Altaf had refused to ask for money in the video, but confronted with the wave of support for his family, it was decided that Kashmir Unheard would share the bank-account details of Altaf as part of its outreach campaign.

Kashmir Unheard made a second version of the video, which ended with a call-to-action to support Altaf and his family.

Impacts

Four months later, the video helped raise enough money for Altaf to undergo surgery (December 2017), cover the medical costs of delivering their second baby, renovate their house, pay the school fees of their older child and open a provisional shop selling basic household necessities, which Altaf still runs today.

Although some people called his wife a “digital beggar”, the positive monetary impact stands in stark contrast to Altaf’s struggle for justice. The video was brought to the attention of the district commissioner of Pulwama district and reported to the police.
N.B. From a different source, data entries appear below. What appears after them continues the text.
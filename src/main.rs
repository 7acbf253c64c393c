use std::net::TcpListener;
use dishanveshi::configuration::get_configuration;
use dishanveshi::startup::{run, AppState};
use dishanveshi::telemetry::init_telemetry;

#[tokio::main]
async fn main() -> std::io::Result<()> {
    init_telemetry("info");

    tracing::info!("Starting application");

    // Refuse to serve without a usable signing secret
    let configuration = match get_configuration() {
        Ok(config) => {
            tracing::info!("Configuration loaded successfully");
            config
        }
        Err(e) => {
            tracing::error!("Failed to read configuration: {}", e);
            return Err(std::io::Error::new(
                std::io::ErrorKind::InvalidInput,
                format!("Configuration error: {}", e),
            ));
        }
    };

    let state = AppState::from_settings(&configuration).await.map_err(|e| {
        tracing::error!("Failed to initialise application state: {}", e);
        std::io::Error::new(std::io::ErrorKind::Other, e.to_string())
    })?;

    let address = configuration.application.address();
    tracing::info!("Binding server to address: {}", address);

    let listener = TcpListener::bind(&address)?;
    tracing::info!("Server listening on: {}", address);

    let server = run(listener, state, configuration.application.static_dir.clone())?;
    tracing::info!("Server started successfully");

    server.await
}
Again, financial compensation was given, but no further investigation took place and the soldier firing the shots has never been prosecuted. Meanwhile, Altaf remains partially disabled and traumatised for life.
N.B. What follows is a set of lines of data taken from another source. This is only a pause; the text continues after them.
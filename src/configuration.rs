use config::ConfigError;
use jsonwebtoken::Algorithm;
use std::str::FromStr;

#[derive(serde::Deserialize, Clone)]
pub struct Settings {
    #[serde(default)]
    pub application: ApplicationSettings,
    #[serde(default)]
    pub database: DatabaseSettings,
    pub jwt: JwtSettings,
    #[serde(default)]
    pub hashing: HashingSettings,
    #[serde(default)]
    pub services: ServiceSettings,
}

impl Settings {
    /// Reject settings the server cannot start with.
    pub fn validate(&self) -> Result<(), ConfigError> {
        self.jwt.validate()?;
        self.hashing.validate()
    }
}

#[derive(serde::Deserialize, Clone)]
pub struct ApplicationSettings {
    #[serde(default = "default_host")]
    pub host: String,
    #[serde(default = "default_port")]
    pub port: u16,
    /// Directory with the web frontend, served at `/` when present
    #[serde(default)]
    pub static_dir: Option<String>,
}

impl Default for ApplicationSettings {
    fn default() -> Self {
        Self {
            host: default_host(),
            port: default_port(),
            static_dir: None,
        }
    }
}

impl ApplicationSettings {
    pub fn address(&self) -> String {
        format!("{}:{}", self.host, self.port)
    }
}

#[derive(serde::Deserialize, Clone)]
#[serde(default)]
pub struct DatabaseSettings {
    pub username: String,
    pub password: String,
    pub port: u16,
    pub host: String,
    pub database_name: String,
    /// Keep users and itineraries in process memory instead of Postgres
    pub in_memory: bool,
}

impl Default for DatabaseSettings {
    fn default() -> Self {
        Self {
            username: "postgres".to_string(),
            password: "password".to_string(),
            port: 5432,
            host: "localhost".to_string(),
            database_name: "dishanveshi".to_string(),
            in_memory: false,
        }
    }
}

impl DatabaseSettings {
    pub fn connection_string(&self) -> String {
        format!(
            "postgres://{}:{}@{}:{}/{}",
            self.username, self.password, self.host, self.port, self.database_name
        )
    }
}

/// JWT signing settings
#[derive(serde::Deserialize, Clone)]
pub struct JwtSettings {
    pub secret: String,
    #[serde(default = "default_algorithm")]
    pub algorithm: String,
    #[serde(default = "default_token_minutes")]
    pub access_token_expire_minutes: i64,
}

impl JwtSettings {
    /// Parse the configured algorithm. Only HMAC algorithms work with a shared secret.
    pub fn algorithm(&self) -> Result<Algorithm, ConfigError> {
        let algorithm = Algorithm::from_str(&self.algorithm).map_err(|_| {
            ConfigError::Message(format!("unknown JWT algorithm: {}", self.algorithm))
        })?;

        match algorithm {
            Algorithm::HS256 | Algorithm::HS384 | Algorithm::HS512 => Ok(algorithm),
            other => Err(ConfigError::Message(format!(
                "JWT algorithm {:?} needs a key pair; use HS256, HS384 or HS512",
                other
            ))),
        }
    }

    pub fn validate(&self) -> Result<(), ConfigError> {
        if self.secret.trim().is_empty() {
            return Err(ConfigError::Message("jwt.secret must be set".to_string()));
        }
        if !(1..=MAX_TOKEN_MINUTES).contains(&self.access_token_expire_minutes) {
            return Err(ConfigError::Message(format!(
                "jwt.access_token_expire_minutes must be between 1 and {}",
                MAX_TOKEN_MINUTES
            )));
        }
        self.algorithm().map(|_| ())
    }
}

/// One year
pub const MAX_TOKEN_MINUTES: i64 = 365 * 24 * 60;

const MIN_BCRYPT_COST: u32 = 4;
const MAX_BCRYPT_COST: u32 = 31;

/// bcrypt work factor
#[derive(serde::Deserialize, Clone)]
pub struct HashingSettings {
    #[serde(default = "default_cost")]
    pub cost: u32,
}

impl Default for HashingSettings {
    fn default() -> Self {
        Self { cost: default_cost() }
    }
}

impl HashingSettings {
    pub fn validate(&self) -> Result<(), ConfigError> {
        if !(MIN_BCRYPT_COST..=MAX_BCRYPT_COST).contains(&self.cost) {
            return Err(ConfigError::Message(format!(
                "hashing.cost must be between {} and {}",
                MIN_BCRYPT_COST, MAX_BCRYPT_COST
            )));
        }
        Ok(())
    }
}

#[derive(serde::Deserialize, Clone, Default)]
pub struct ServiceSettings {
    #[serde(default)]
    pub ai: AiSettings,
    #[serde(default)]
    pub places: PlacesSettings,
}

/// OpenAI-compatible chat completion endpoint
#[derive(serde::Deserialize, Clone)]
#[serde(default)]
pub struct AiSettings {
    pub base_url: String,
    pub api_key: String,
    pub model: String,
    pub timeout_seconds: u64,
}

impl Default for AiSettings {
    fn default() -> Self {
        Self {
            base_url: "https://api.openai.com/v1".to_string(),
            api_key: String::new(),
            model: "gpt-4o-mini".to_string(),
            timeout_seconds: 30,
        }
    }
}

/// Google Places web service
#[derive(serde::Deserialize, Clone)]
#[serde(default)]
pub struct PlacesSettings {
    pub base_url: String,
    pub api_key: String,
    pub radius_meters: u32,
    pub timeout_seconds: u64,
}

impl Default for PlacesSettings {
    fn default() -> Self {
        Self {
            base_url: "https://maps.googleapis.com/maps/api/place".to_string(),
            api_key: String::new(),
            radius_meters: 5000,
            timeout_seconds: 10,
        }
    }
}

fn default_host() -> String {
    "127.0.0.1".to_string()
}

fn default_port() -> u16 {
    8000
}

fn default_algorithm() -> String {
    "HS256".to_string()
}

fn default_token_minutes() -> i64 {
    30
}

fn default_cost() -> u32 {
    bcrypt::DEFAULT_COST
}

/// Read `configuration.*` from the working directory, then `APP_*` environment
/// variables (`APP_JWT__SECRET`, `APP_APPLICATION__PORT`, ...).
pub fn get_configuration() -> Result<Settings, ConfigError> {
    let settings = config::Config::builder()
        .add_source(config::File::with_name("configuration").required(false))
        .add_source(
            config::Environment::with_prefix("APP")
                .prefix_separator("_")
                .separator("__")
                .try_parsing(true),
        )
        .build()?;

    let settings = settings.try_deserialize::<Settings>()?;
    settings.validate()?;
    Ok(settings)
}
In this video, published February 2018, you can learn more about the impacts of the video for change initiative for Altaf and his family.

Risks

Working as a community correspondent for Kashmir Unheard is not without risk. In an interview with EngageMedia, Rayees, who has documented other human rights offences in Kashmir, explains that in Kashmir one has to be very careful, avoid the army and be aware that sometimes videos simply ‘disappear’ after being publicised online.

Rayees has never forgotten the day he was harassed in front of his parents’ house by military personnel in April 2018. Uniformed soldiers beat him and snatched his phone. “They threatened me, kept asking me if I worked for government and told me to stop investigating things,” he says.

It remains unclear whether the military’s visit relates directly to the Altaf video or to Rayees’s other activities for Kashmir Unheard, which he joined in 2017 and for which he has produced 45 videos so far.

However, the incident has strengthened his conviction to keep working as a community correspondent: “I am a journalist, I am supposed to be doing what I am doing. I am not afraid, I will not stop!”

Rayees’s confidence, commitment and Kasmir Unheard’s style of working has earned him the support of the Pulwama district commissioner, who has become his friend and helps to protect him.